Problem to solve »
Can you return the records below exactly as they stand, but only from the first line through the one with "use crate::planet::ZoneType;"?

====== Data excerpts ======

//! Building types, the static building table, and placed building state.
//!
//! [`BuildingSpec::get`] is the single source of production, cost, and
//! placement rules. Validation of player actions and the production engine
//! both read from it, so the two can never drift apart.

use std::collections::BTreeMap;

use serde::{Deserialize, Serialize};

use crate::planet::ZoneType;
use crate::resources::{ResourceAmounts, ResourceStorage, ResourceType};

/// Kinds of buildings a player can place.
#[derive(Debug, Clone, Copy, PartialEq, Eq, PartialOrd, Ord, Hash, Serialize, Deserialize)]
#[serde(rename_all = "camelCase")]
pub enum BuildingType {
    // Tier 1 production
    MiningDrill,
    PowerPlant,
    HydroponicFarm,
    // Tier 2 processing
    Refinery,
    Transformer,
    FoodProcessor,
    // Utility
    ResidentialBlock,
    SystemFortress,
    ColonyShipyard,
}

/// All building types for iteration.
pub const ALL_BUILDING_TYPES: [BuildingType; 9] = [
    BuildingType::MiningDrill,
    BuildingType::PowerPlant,
    BuildingType::HydroponicFarm,
    BuildingType::Refinery,
    BuildingType::Transformer,
    BuildingType::FoodProcessor,
    BuildingType::ResidentialBlock,
    BuildingType::SystemFortress,
    BuildingType::ColonyShipyard,
];

/// Static configuration for one building type.
#[derive(Debug, Clone, Copy)]
pub struct BuildingSpec {
    pub building_type: BuildingType,
    pub name: &'static str,
    pub cost: ResourceAmounts,
    /// Construction time in seconds for level 1.
    pub build_time_secs: u32,
    pub input: ResourceAmounts,
    pub output: ResourceAmounts,
    /// Production cycles per second. Scales both input and output.
    pub rate: f64,
    pub required_zone: ZoneType,
    pub max_level: u32,
}

use ResourceType::*;

static BUILDING_TABLE: [BuildingSpec; 9] = [
    BuildingSpec {
        building_type: BuildingType::MiningDrill,
        name: "Mining Drill",
        cost: &[(Minerals, 50.0), (Energy, 20.0)],
        build_time_secs: 10,
        input: &[],
        output: &[(Minerals, 2.0)],
        rate: 1.0,
        required_zone: ZoneType::Mining,
        max_level: 5,
    },
    BuildingSpec {
        building_type: BuildingType::PowerPlant,
        name: "Power Plant",
        cost: &[(Minerals, 40.0), (Energy, 10.0)],
        build_time_secs: 10,
        input: &[],
        output: &[(Energy, 2.0)],
        rate: 1.0,
        required_zone: ZoneType::Power,
        max_level: 5,
    },
    BuildingSpec {
        building_type: BuildingType::HydroponicFarm,
        name: "Hydroponic Farm",
        cost: &[(Minerals, 30.0), (Energy, 15.0)],
        build_time_secs: 10,
        input: &[],
        output: &[(Food, 2.0)],
        rate: 1.0,
        required_zone: ZoneType::Agricultural,
        max_level: 5,
    },
    BuildingSpec {
        building_type: BuildingType::Refinery,
        name: "Refinery",
        cost: &[(Minerals, 100.0), (Energy, 50.0)],
        build_time_secs: 20,
        input: &[(Minerals, 3.0)],
        output: &[(Alloys, 1.0)],
        rate: 1.0,
        required_zone: ZoneType::Mining,
        max_level: 5,
    },
    BuildingSpec {
        building_type: BuildingType::Transformer,
        name: "Transformer",
        cost: &[(Minerals, 80.0), (Energy, 40.0)],
        build_time_secs: 20,
        input: &[(Energy, 3.0)],
        output: &[(PowerCells, 1.0)],
        rate: 1.0,
        required_zone: ZoneType::Power,
        max_level: 5,
    },
    BuildingSpec {
        building_type: BuildingType::FoodProcessor,
        name: "Food Processor",
        cost: &[(Minerals, 70.0), (Energy, 30.0)],
        build_time_secs: 20,
        input: &[(Food, 3.0)],
        output: &[(ConsumerGoods, 1.0)],
        rate: 1.0,
        required_zone: ZoneType::Agricultural,
        max_level: 5,
    },
    BuildingSpec {
        building_type: BuildingType::ResidentialBlock,
        name: "Residential Block",
        cost: &[(Minerals, 100.0), (Energy, 50.0), (Food, 50.0)],
        build_time_secs: 30,
        input: &[],
        output: &[],
        rate: 0.0,
        required_zone: ZoneType::Agricultural,
        max_level: 10,
    },
    BuildingSpec {
        building_type: BuildingType::SystemFortress,
        name: "System Fortress",
        cost: &[(Minerals, 500.0), (Energy, 300.0), (Alloys, 100.0)],
        build_time_secs: 60,
        input: &[],
        output: &[],
        rate: 0.0,
        required_zone: ZoneType::Mining,
        max_level: 3,
    },
    BuildingSpec {
        building_type: BuildingType::ColonyShipyard,
        name: "Colony Shipyard",
        cost: &[(Minerals, 200.0), (Energy, 150.0), (Alloys, 50.0)],
        build_time_secs: 40,
        input: &[(Minerals, 10.0), (Energy, 10.0), (Alloys, 5.0)],
        output: &[(ColonyShips, 1.0)],
        // One ship every ten seconds
        rate: 0.1,
        required_zone: ZoneType::Mining,
        max_level: 5,
    },
];

impl BuildingSpec {
    /// Look up the table entry for a building type.
    pub fn get(building_type: BuildingType) -> &'static BuildingSpec {
        // Table rows follow the enum's declaration order.
        &BUILDING_TABLE[building_type as usize]
    }

    /// The whole table, in [`ALL_BUILDING_TYPES`] order.
    pub fn table() -> &'static [BuildingSpec] {
        &BUILDING_TABLE
    }

    /// Cost of reaching `level` (level 1 is the initial build).
    pub fn cost_for_level(&self, level: u32) -> ResourceStorage {
        let mut cost = ResourceStorage::zero();
        cost.add_scaled(&ResourceStorage::from_amounts(self.cost), level.max(1) as f64);
        cost
    }

    /// Construction time in milliseconds for reaching `level`.
    pub fn build_millis_for_level(&self, level: u32) -> i64 {
        self.build_time_secs as i64 * 1000 * level.max(1) as i64
    }
}

/// Lifecycle of a placed building. Only `Active` buildings produce.
#[derive(Debug, Clone, Copy, PartialEq, Eq, Serialize, Deserialize)]
#[serde(rename_all = "camelCase")]
pub enum BuildingStatus {
    Constructing,
    Upgrading,
    Active,
}

/// Snapshot of a building's production rule, carried on the building for
/// clients. The engine always reads the static table, never this copy.
#[derive(Debug, Clone, PartialEq, Default, Serialize, Deserialize)]
#[serde(rename_all = "camelCase")]
pub struct ProductionSpec {
    #[serde(default, skip_serializing_if = "BTreeMap::is_empty")]
    pub input: BTreeMap<ResourceType, f64>,
    pub output: BTreeMap<ResourceType, f64>,
    pub rate_per_second: f64,
}

impl From<&BuildingSpec> for ProductionSpec {
    fn from(spec: &BuildingSpec) -> Self {
        Self {
            input: spec.input.iter().copied().collect(),
            output: spec.output.iter().copied().collect(),
            rate_per_second: spec.rate,
        }
    }
}

/// A building placed on a planet's zone grid.
#[derive(Debug, Clone, PartialEq, Serialize, Deserialize)]
#[serde(rename_all = "camelCase")]
pub struct Building {
    pub id: String,
    pub planet_id: String,
    #[serde(rename = "type")]
    pub building_type: BuildingType,
    pub level: u32,
    pub position_x: u32,
    pub position_y: u32,
    pub status: BuildingStatus,
    /// Unix milliseconds.
    pub construction_start: i64,
    /// Unix milliseconds.
    pub construction_end: i64,
    pub production: ProductionSpec,
    /// Derived each tick from neighbours; informational only.
    #[serde(default)]
    pub adjacency_bonus: f64,
}

impl Building {
    /// A fresh level-1 building in the `Constructing` state.
    pub fn new_construction(
        id: String,
        planet_id: String,
        building_type: BuildingType,
        x: u32,
        y: u32,
        now: i64,
    ) -> Self {
        let spec = BuildingSpec::get(building_type);
        Self {
            id,
            planet_id,
            building_type,
            level: 1,
            position_x: x,
            position_y: y,
            status: BuildingStatus::Constructing,
            construction_start: now,
            construction_end: now + spec.build_millis_for_level(1),
            production: ProductionSpec::from(spec),
            adjacency_bonus: 0.0,
        }
    }

    pub fn spec(&self) -> &'static BuildingSpec {
        BuildingSpec::get(self.building_type)
    }

    pub fn is_active(&self) -> bool {
        self.status == BuildingStatus::Active
    }

    /// Finish construction or upgrade once `now` has reached the end time.
    /// Returns `true` if the status changed. Active buildings are untouched.
    pub fn advance_status(&mut self, now: i64) -> bool {
        match self.status {
            BuildingStatus::Constructing | BuildingStatus::Upgrading
                if now >= self.construction_end =>
            {
                self.status = BuildingStatus::Active;
                true
            }
            _ => false,
        }
    }

    pub fn cell(&self) -> (u32, u32) {
        (self.position_x, self.position_y)
    }
}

======

Worked solution »
//! Building types, the static building table, and placed building state.
//!
//! [`BuildingSpec::get`] is the single source of production, cost, and
//! placement rules. Validation of player actions and the production engine
//! both read from it, so the two can never drift apart.

use std::collections::BTreeMap;

use serde::{Deserialize, Serialize};

use crate::planet::ZoneType;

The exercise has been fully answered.